Stored data entries:
Segment Open
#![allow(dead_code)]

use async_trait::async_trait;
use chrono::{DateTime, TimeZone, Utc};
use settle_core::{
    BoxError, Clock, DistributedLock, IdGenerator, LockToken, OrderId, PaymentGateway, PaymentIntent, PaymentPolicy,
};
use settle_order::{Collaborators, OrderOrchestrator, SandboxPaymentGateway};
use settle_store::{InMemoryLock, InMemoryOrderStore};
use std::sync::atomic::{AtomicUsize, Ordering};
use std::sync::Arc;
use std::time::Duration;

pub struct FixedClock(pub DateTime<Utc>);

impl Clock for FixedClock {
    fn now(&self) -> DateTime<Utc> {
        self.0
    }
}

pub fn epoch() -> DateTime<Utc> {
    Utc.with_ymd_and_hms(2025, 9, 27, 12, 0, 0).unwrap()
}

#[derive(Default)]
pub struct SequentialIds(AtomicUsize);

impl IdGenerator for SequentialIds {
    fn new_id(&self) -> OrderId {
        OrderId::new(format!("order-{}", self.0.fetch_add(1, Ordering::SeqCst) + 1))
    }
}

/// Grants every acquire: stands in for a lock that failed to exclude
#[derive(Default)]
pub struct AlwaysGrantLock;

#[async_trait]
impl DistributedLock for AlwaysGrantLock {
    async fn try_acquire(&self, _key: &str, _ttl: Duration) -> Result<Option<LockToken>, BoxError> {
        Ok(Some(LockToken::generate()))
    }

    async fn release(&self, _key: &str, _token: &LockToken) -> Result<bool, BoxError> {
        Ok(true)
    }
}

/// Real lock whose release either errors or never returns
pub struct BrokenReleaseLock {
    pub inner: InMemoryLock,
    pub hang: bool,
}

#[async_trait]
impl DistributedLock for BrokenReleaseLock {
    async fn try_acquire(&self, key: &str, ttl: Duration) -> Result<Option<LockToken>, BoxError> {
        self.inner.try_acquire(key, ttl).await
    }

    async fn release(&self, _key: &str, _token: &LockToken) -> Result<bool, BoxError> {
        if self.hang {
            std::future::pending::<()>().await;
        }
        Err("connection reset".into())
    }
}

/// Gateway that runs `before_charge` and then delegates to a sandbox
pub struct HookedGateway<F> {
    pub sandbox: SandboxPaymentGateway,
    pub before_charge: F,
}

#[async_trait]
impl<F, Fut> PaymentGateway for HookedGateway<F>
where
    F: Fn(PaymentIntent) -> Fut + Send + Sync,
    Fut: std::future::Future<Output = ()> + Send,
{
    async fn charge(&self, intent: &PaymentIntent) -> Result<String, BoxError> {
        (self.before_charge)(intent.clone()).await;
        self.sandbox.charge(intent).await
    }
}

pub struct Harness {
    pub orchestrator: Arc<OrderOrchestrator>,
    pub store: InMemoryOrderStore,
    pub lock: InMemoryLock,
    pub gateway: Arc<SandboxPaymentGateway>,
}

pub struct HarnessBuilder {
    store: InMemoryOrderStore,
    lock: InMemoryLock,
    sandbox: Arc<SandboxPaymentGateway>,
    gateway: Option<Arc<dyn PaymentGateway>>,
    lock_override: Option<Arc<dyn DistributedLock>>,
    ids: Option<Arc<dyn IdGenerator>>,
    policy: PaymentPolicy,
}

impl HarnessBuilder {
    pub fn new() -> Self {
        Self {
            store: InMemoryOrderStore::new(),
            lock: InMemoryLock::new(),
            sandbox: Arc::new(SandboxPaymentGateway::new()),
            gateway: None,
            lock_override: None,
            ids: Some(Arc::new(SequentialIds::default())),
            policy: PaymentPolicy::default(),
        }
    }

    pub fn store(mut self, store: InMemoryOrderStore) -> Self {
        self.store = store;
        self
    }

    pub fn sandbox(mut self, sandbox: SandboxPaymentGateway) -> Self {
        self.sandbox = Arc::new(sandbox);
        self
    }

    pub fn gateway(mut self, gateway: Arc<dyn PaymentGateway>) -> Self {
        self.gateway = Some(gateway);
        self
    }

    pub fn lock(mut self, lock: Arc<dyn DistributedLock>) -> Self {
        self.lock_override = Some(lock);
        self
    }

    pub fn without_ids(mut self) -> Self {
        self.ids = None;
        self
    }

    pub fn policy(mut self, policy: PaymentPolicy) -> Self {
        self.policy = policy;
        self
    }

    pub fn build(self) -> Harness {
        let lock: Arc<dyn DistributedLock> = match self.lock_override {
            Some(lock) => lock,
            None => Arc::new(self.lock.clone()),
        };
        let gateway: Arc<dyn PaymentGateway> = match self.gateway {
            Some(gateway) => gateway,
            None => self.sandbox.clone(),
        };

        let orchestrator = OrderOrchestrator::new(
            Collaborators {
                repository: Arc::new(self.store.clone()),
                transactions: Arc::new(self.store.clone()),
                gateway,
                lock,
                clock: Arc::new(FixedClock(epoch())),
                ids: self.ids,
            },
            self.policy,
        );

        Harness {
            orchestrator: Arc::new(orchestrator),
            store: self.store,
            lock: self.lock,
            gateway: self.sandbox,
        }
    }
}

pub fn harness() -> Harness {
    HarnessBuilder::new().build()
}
Segment Closed
REQUIRED ACTION >> The lines above need to be restated word for word, all of them.

RESULT OF THE EXERCISE >>
#![allow(dead_code)]

use async_trait::async_trait;
use chrono::{DateTime, TimeZone, Utc};
use settle_core::{
    BoxError, Clock, DistributedLock, IdGenerator, LockToken, OrderId, PaymentGateway, PaymentIntent, PaymentPolicy,
};
use settle_order::{Collaborators, OrderOrchestrator, SandboxPaymentGateway};
use settle_store::{InMemoryLock, InMemoryOrderStore};
use std::sync::atomic::{AtomicUsize, Ordering};
use std::sync::Arc;
use std::time::Duration;

pub struct FixedClock(pub DateTime<Utc>);

impl Clock for FixedClock {
    fn now(&self) -> DateTime<Utc> {
        self.0
    }
}

pub fn epoch() -> DateTime<Utc> {
    Utc.with_ymd_and_hms(2025, 9, 27, 12, 0, 0).unwrap()
}

#[derive(Default)]
pub struct SequentialIds(AtomicUsize);

impl IdGenerator for SequentialIds {
    fn new_id(&self) -> OrderId {
        OrderId::new(format!("order-{}", self.0.fetch_add(1, Ordering::SeqCst) + 1))
    }
}

/// Grants every acquire: stands in for a lock that failed to exclude
#[derive(Default)]
pub struct AlwaysGrantLock;

#[async_trait]
impl DistributedLock for AlwaysGrantLock {
    async fn try_acquire(&self, _key: &str, _ttl: Duration) -> Result<Option<LockToken>, BoxError> {
        Ok(Some(LockToken::generate()))
    }

    async fn release(&self, _key: &str, _token: &LockToken) -> Result<bool, BoxError> {
        Ok(true)
    }
}

/// Real lock whose release either errors or never returns
pub struct BrokenReleaseLock {
    pub inner: InMemoryLock,
    pub hang: bool,
}

#[async_trait]
impl DistributedLock for BrokenReleaseLock {
    async fn try_acquire(&self, key: &str, ttl: Duration) -> Result<Option<LockToken>, BoxError> {
        self.inner.try_acquire(key, ttl).await
    }

    async fn release(&self, _key: &str, _token: &LockToken) -> Result<bool, BoxError> {
        if self.hang {
            std::future::pending::<()>().await;
        }
        Err("connection reset".into())
    }
}

/// Gateway that runs `before_charge` and then delegates to a sandbox
pub struct HookedGateway<F> {
    pub sandbox: SandboxPaymentGateway,
    pub before_charge: F,
}

#[async_trait]
impl<F, Fut> PaymentGateway for HookedGateway<F>
where
    F: Fn(PaymentIntent) -> Fut + Send + Sync,
    Fut: std::future::Future<Output = ()> + Send,
{
    async fn charge(&self, intent: &PaymentIntent) -> Result<String, BoxError> {
        (self.before_charge)(intent.clone()).await;
        self.sandbox.charge(intent).await
    }
}

pub struct Harness {
    pub orchestrator: Arc<OrderOrchestrator>,
    pub store: InMemoryOrderStore,
    pub lock: InMemoryLock,
    pub gateway: Arc<SandboxPaymentGateway>,
}

pub struct HarnessBuilder {
    store: InMemoryOrderStore,
    lock: InMemoryLock,
    sandbox: Arc<SandboxPaymentGateway>,
    gateway: Option<Arc<dyn PaymentGateway>>,
    lock_override: Option<Arc<dyn DistributedLock>>,
    ids: Option<Arc<dyn IdGenerator>>,
    policy: PaymentPolicy,
}

impl HarnessBuilder {
    pub fn new() -> Self {
        Self {
            store: InMemoryOrderStore::new(),
            lock: InMemoryLock::new(),
            sandbox: Arc::new(SandboxPaymentGateway::new()),
            gateway: None,
            lock_override: None,
            ids: Some(Arc::new(SequentialIds::default())),
            policy: PaymentPolicy::default(),
        }
    }

    pub fn store(mut self, store: InMemoryOrderStore) -> Self {
        self.store = store;
        self
    }

    pub fn sandbox(mut self, sandbox: SandboxPaymentGateway) -> Self {
        self.sandbox = Arc::new(sandbox);
        self
    }

    pub fn gateway(mut self, gateway: Arc<dyn PaymentGateway>) -> Self {
        self.gateway = Some(gateway);
        self
    }

    pub fn lock(mut self, lock: Arc<dyn DistributedLock>) -> Self {
        self.lock_override = Some(lock);
        self
    }

    pub fn without_ids(mut self) -> Self {
        self.ids = None;
        self
    }

    pub fn policy(mut self, policy: PaymentPolicy) -> Self {
        self.policy = policy;
        self
    }

    pub fn build(self) -> Harness {
        let lock: Arc<dyn DistributedLock> = match self.lock_override {
            Some(lock) => lock,
            None => Arc::new(self.lock.clone()),
        };
        let gateway: Arc<dyn PaymentGateway> = match self.gateway {
            Some(gateway) => gateway,
            None => self.sandbox.clone(),
        };

        let orchestrator = OrderOrchestrator::new(
            Collaborators {
                repository: Arc::new(self.store.clone()),
                transactions: Arc::new(self.store.clone()),
                gateway,
                lock,
                clock: Arc::new(FixedClock(epoch())),
                ids: self.ids,
            },
            self.policy,
        );

        Harness {
            orchestrator: Arc::new(orchestrator),
            store: self.store,
            lock: self.lock,
            gateway: self.sandbox,
        }
    }
}

pub fn harness() -> Harness {
    HarnessBuilder::new().build()
}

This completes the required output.